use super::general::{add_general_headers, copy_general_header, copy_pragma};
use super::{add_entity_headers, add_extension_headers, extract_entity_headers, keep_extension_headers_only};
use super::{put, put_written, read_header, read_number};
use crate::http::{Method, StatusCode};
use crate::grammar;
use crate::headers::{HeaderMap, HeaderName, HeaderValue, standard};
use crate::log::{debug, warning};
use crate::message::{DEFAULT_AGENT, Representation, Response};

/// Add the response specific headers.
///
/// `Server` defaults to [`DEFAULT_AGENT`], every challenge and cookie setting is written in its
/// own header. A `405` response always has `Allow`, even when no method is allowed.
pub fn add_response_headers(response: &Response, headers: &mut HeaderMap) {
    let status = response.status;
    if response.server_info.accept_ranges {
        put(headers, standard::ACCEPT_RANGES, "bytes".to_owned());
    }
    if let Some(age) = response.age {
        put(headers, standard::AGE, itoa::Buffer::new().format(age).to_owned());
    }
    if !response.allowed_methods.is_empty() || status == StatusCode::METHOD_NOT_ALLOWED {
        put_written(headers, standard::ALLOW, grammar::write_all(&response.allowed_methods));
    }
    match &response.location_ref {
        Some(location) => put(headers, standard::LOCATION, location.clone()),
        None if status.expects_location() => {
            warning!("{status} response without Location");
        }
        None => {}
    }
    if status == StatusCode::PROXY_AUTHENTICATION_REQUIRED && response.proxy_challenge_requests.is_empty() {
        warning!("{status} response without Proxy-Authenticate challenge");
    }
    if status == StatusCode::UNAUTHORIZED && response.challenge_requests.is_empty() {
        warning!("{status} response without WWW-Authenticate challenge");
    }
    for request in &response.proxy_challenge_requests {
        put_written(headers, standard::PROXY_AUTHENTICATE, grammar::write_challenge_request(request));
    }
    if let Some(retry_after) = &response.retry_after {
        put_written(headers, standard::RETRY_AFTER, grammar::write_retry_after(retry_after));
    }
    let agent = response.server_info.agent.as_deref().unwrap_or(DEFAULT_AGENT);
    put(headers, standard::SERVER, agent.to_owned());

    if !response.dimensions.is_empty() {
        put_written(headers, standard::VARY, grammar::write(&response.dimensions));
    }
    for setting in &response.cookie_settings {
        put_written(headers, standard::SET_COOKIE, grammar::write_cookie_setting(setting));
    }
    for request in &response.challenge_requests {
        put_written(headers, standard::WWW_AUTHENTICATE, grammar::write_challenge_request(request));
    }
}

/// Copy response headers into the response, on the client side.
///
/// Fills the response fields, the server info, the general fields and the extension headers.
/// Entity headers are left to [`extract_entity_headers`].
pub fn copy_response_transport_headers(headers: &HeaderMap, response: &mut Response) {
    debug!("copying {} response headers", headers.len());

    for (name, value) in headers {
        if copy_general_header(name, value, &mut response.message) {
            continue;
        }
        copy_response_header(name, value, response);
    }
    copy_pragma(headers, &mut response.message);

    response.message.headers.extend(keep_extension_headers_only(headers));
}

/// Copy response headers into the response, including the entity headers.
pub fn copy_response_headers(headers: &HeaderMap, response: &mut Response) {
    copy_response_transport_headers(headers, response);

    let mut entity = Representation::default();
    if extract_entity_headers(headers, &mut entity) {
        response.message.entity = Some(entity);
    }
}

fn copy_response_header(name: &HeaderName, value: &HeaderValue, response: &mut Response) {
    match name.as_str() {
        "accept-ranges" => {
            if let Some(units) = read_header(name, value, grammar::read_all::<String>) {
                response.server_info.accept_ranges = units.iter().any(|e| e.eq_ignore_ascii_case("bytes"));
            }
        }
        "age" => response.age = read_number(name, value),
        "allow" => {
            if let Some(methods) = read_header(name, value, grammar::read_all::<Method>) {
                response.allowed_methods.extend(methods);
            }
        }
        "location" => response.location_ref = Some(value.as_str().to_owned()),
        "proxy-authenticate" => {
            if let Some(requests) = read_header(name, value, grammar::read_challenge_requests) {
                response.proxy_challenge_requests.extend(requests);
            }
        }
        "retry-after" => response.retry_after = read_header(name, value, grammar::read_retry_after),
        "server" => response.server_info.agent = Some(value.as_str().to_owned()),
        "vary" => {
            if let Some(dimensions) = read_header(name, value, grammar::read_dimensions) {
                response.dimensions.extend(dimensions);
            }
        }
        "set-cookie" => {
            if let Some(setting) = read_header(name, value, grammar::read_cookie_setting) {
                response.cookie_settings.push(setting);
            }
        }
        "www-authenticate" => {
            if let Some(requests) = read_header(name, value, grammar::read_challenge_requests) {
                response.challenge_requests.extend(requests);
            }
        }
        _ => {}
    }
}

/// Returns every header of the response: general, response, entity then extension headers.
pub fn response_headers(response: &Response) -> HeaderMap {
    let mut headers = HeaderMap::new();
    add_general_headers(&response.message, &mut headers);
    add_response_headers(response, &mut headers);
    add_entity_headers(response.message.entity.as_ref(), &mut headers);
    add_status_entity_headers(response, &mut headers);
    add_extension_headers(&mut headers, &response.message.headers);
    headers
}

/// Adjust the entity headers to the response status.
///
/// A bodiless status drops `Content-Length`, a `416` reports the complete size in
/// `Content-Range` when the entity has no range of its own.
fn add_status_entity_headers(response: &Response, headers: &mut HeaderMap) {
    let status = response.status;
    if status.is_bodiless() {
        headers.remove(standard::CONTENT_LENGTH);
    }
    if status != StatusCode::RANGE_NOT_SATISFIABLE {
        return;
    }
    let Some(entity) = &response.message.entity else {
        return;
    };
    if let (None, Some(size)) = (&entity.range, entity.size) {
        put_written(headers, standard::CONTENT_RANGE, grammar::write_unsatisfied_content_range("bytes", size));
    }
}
==================================================
■ What you will do
Each line of the material is to be returned precisely as written.

■ Response for this exercise
use super::general::{add_general_headers, copy_general_header, copy_pragma};
use super::{add_entity_headers, add_extension_headers, extract_entity_headers, keep_extension_headers_only};
use super::{put, put_written, read_header, read_number};
use crate::http::{Method, StatusCode};
use crate::grammar;
use crate::headers::{HeaderMap, HeaderName, HeaderValue, standard};
use crate::log::{debug, warning};
use crate::message::{DEFAULT_AGENT, Representation, Response};

/// Add the response specific headers.
///
/// `Server` defaults to [`DEFAULT_AGENT`], every challenge and cookie setting is written in its
/// own header. A `405` response always has `Allow`, even when no method is allowed.
pub fn add_response_headers(response: &Response, headers: &mut HeaderMap) {
    let status = response.status;
    if response.server_info.accept_ranges {
        put(headers, standard::ACCEPT_RANGES, "bytes".to_owned());
    }
    if let Some(age) = response.age {
        put(headers, standard::AGE, itoa::Buffer::new().format(age).to_owned());
    }
    if !response.allowed_methods.is_empty() || status == StatusCode::METHOD_NOT_ALLOWED {
        put_written(headers, standard::ALLOW, grammar::write_all(&response.allowed_methods));
    }
    match &response.location_ref {
        Some(location) => put(headers, standard::LOCATION, location.clone()),
        None if status.expects_location() => {
            warning!("{status} response without Location");
        }
        None => {}
    }
    if status == StatusCode::PROXY_AUTHENTICATION_REQUIRED && response.proxy_challenge_requests.is_empty() {
        warning!("{status} response without Proxy-Authenticate challenge");
    }
    if status == StatusCode::UNAUTHORIZED && response.challenge_requests.is_empty() {
        warning!("{status} response without WWW-Authenticate challenge");
    }
    for request in &response.proxy_challenge_requests {
        put_written(headers, standard::PROXY_AUTHENTICATE, grammar::write_challenge_request(request));
    }
    if let Some(retry_after) = &response.retry_after {
        put_written(headers, standard::RETRY_AFTER, grammar::write_retry_after(retry_after));
    }
    let agent = response.server_info.agent.as_deref().unwrap_or(DEFAULT_AGENT);
    put(headers, standard::SERVER, agent.to_owned());

    if !response.dimensions.is_empty() {
        put_written(headers, standard::VARY, grammar::write(&response.dimensions));
    }
    for setting in &response.cookie_settings {
        put_written(headers, standard::SET_COOKIE, grammar::write_cookie_setting(setting));
    }
    for request in &response.challenge_requests {
        put_written(headers, standard::WWW_AUTHENTICATE, grammar::write_challenge_request(request));
    }
}

/// Copy response headers into the response, on the client side.
///
/// Fills the response fields, the server info, the general fields and the extension headers.
/// Entity headers are left to [`extract_entity_headers`].
pub fn copy_response_transport_headers(headers: &HeaderMap, response: &mut Response) {
    debug!("copying {} response headers", headers.len());

    for (name, value) in headers {
        if copy_general_header(name, value, &mut response.message) {
            continue;
        }
        copy_response_header(name, value, response);
    }
    copy_pragma(headers, &mut response.message);

    response.message.headers.extend(keep_extension_headers_only(headers));
}

/// Copy response headers into the response, including the entity headers.
pub fn copy_response_headers(headers: &HeaderMap, response: &mut Response) {
    copy_response_transport_headers(headers, response);

    let mut entity = Representation::default();
    if extract_entity_headers(headers, &mut entity) {
        response.message.entity = Some(entity);
    }
}

fn copy_response_header(name: &HeaderName, value: &HeaderValue, response: &mut Response) {
    match name.as_str() {
        "accept-ranges" => {
            if let Some(units) = read_header(name, value, grammar::read_all::<String>) {
                response.server_info.accept_ranges = units.iter().any(|e| e.eq_ignore_ascii_case("bytes"));
            }
        }
        "age" => response.age = read_number(name, value),
        "allow" => {
            if let Some(methods) = read_header(name, value, grammar::read_all::<Method>) {
                response.allowed_methods.extend(methods);
            }
        }
        "location" => response.location_ref = Some(value.as_str().to_owned()),
        "proxy-authenticate" => {
            if let Some(requests) = read_header(name, value, grammar::read_challenge_requests) {
                response.proxy_challenge_requests.extend(requests);
            }
        }
        "retry-after" => response.retry_after = read_header(name, value, grammar::read_retry_after),
        "server" => response.server_info.agent = Some(value.as_str().to_owned()),
        "vary" => {
            if let Some(dimensions) = read_header(name, value, grammar::read_dimensions) {
                response.dimensions.extend(dimensions);
            }
        }
        "set-cookie" => {
            if let Some(setting) = read_header(name, value, grammar::read_cookie_setting) {
                response.cookie_settings.push(setting);
            }
        }
        "www-authenticate" => {
            if let Some(requests) = read_header(name, value, grammar::read_challenge_requests) {
                response.challenge_requests.extend(requests);
            }
        }
        _ => {}
    }
}

/// Returns every header of the response: general, response, entity then extension headers.
pub fn response_headers(response: &Response) -> HeaderMap {
    let mut headers = HeaderMap::new();
    add_general_headers(&response.message, &mut headers);
    add_response_headers(response, &mut headers);
    add_entity_headers(response.message.entity.as_ref(), &mut headers);
    add_status_entity_headers(response, &mut headers);
    add_extension_headers(&mut headers, &response.message.headers);
    headers
}

/// Adjust the entity headers to the response status.
///
/// A bodiless status drops `Content-Length`, a `416` reports the complete size in
/// `Content-Range` when the entity has no range of its own.
fn add_status_entity_headers(response: &Response, headers: &mut HeaderMap) {
    let status = response.status;
    if status.is_bodiless() {
        headers.remove(standard::CONTENT_LENGTH);
    }
    if status != StatusCode::RANGE_NOT_SATISFIABLE {
        return;
    }
    let Some(entity) = &response.message.entity else {
        return;
    };
    if let (None, Some(size)) = (&entity.range, entity.size) {
        put_written(headers, standard::CONTENT_RANGE, grammar::write_unsatisfied_content_range("bytes", size));
    }
}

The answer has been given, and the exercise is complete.